PROBLEM REQUIREMENTS:
Every line in the data below that includes "FactorTone" belongs in the answer, copied as it stands.

*** Opening RECORD EXTRACTS ***

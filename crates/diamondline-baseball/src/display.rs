// Presentation helpers: grade colouring, factor tones, confidence tiers, and
// price/probability formatting.

use diamondline_core::grade::{Grade, GradeLadder};
use diamondline_core::odds::implied_probability;

/// CSS-style class for a grade badge, by letter.
pub fn grade_class(grade: Grade) -> &'static str {
    match grade.letter() {
        'A' => "grade-a",
        'B' => "grade-b",
        'C' => "grade-c",
        'D' => "grade-d",
        _ => "grade-f",
    }
}

// ---------------------------------------------------------------------------
// Factor tone
// ---------------------------------------------------------------------------

#[derive(Debug, Clone, Copy, PartialEq, Eq)]
pub enum FactorTone {
    Excellent,
    Good,
    Fair,
    Poor,
}

impl FactorTone {
    pub fn label(&self) -> &'static str {
        match self {
            FactorTone::Excellent => "Excellent",
            FactorTone::Good => "Good",
            FactorTone::Fair => "Fair",
            FactorTone::Poor => "Poor",
        }
    }
}

/// Tone for a single factor score, graded on the factor-display ladder:
/// A grades are excellent, B good, C fair, anything lower poor.
pub fn factor_tone(score: f64) -> FactorTone {
    match GradeLadder::FactorDisplay.grade(score).letter() {
        'A' => FactorTone::Excellent,
        'B' => FactorTone::Good,
        'C' => FactorTone::Fair,
        _ => FactorTone::Poor,
    }
}

// ---------------------------------------------------------------------------
// Confidence tier
// ---------------------------------------------------------------------------

#[derive(Debug, Clone, Copy, PartialEq, Eq)]
pub enum ConfidenceTier {
    High,
    Medium,
    Low,
}

impl ConfidenceTier {
    pub fn label(&self) -> &'static str {
        match self {
            ConfidenceTier::High => "High",
            ConfidenceTier::Medium => "Medium",
            ConfidenceTier::Low => "Low",
        }
    }
}

pub fn confidence_tier(confidence: u8) -> ConfidenceTier {
    if confidence >= 80 {
        ConfidenceTier::High
    } else if confidence >= 70 {
        ConfidenceTier::Medium
    } else {
        ConfidenceTier::Low
    }
}

// ---------------------------------------------------------------------------
// Formatting
// ---------------------------------------------------------------------------

/// `+130` / `-150`.
pub fn format_american(price: i32) -> String {
    if price > 0 {
        format!("+{price}")
    } else {
        price.to_string()
    }
}

/// Implied probability of a price as a one-decimal percentage, or `"n/a"`.
pub fn format_probability(price: i32) -> String {
    match implied_probability(price) {
        Ok(p) => format!("{:.1}%", p * 100.0),
        Err(_) => "n/a".to_string(),
    }
}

*** Closing RECORD EXTRACTS ***

ANSWER TO THIS EXERCISE:
pub enum FactorTone {
impl FactorTone {
            FactorTone::Excellent => "Excellent",
            FactorTone::Good => "Good",
            FactorTone::Fair => "Fair",
            FactorTone::Poor => "Poor",
pub fn factor_tone(score: f64) -> FactorTone {
        'A' => FactorTone::Excellent,
        'B' => FactorTone::Good,
        'C' => FactorTone::Fair,
        _ => FactorTone::Poor,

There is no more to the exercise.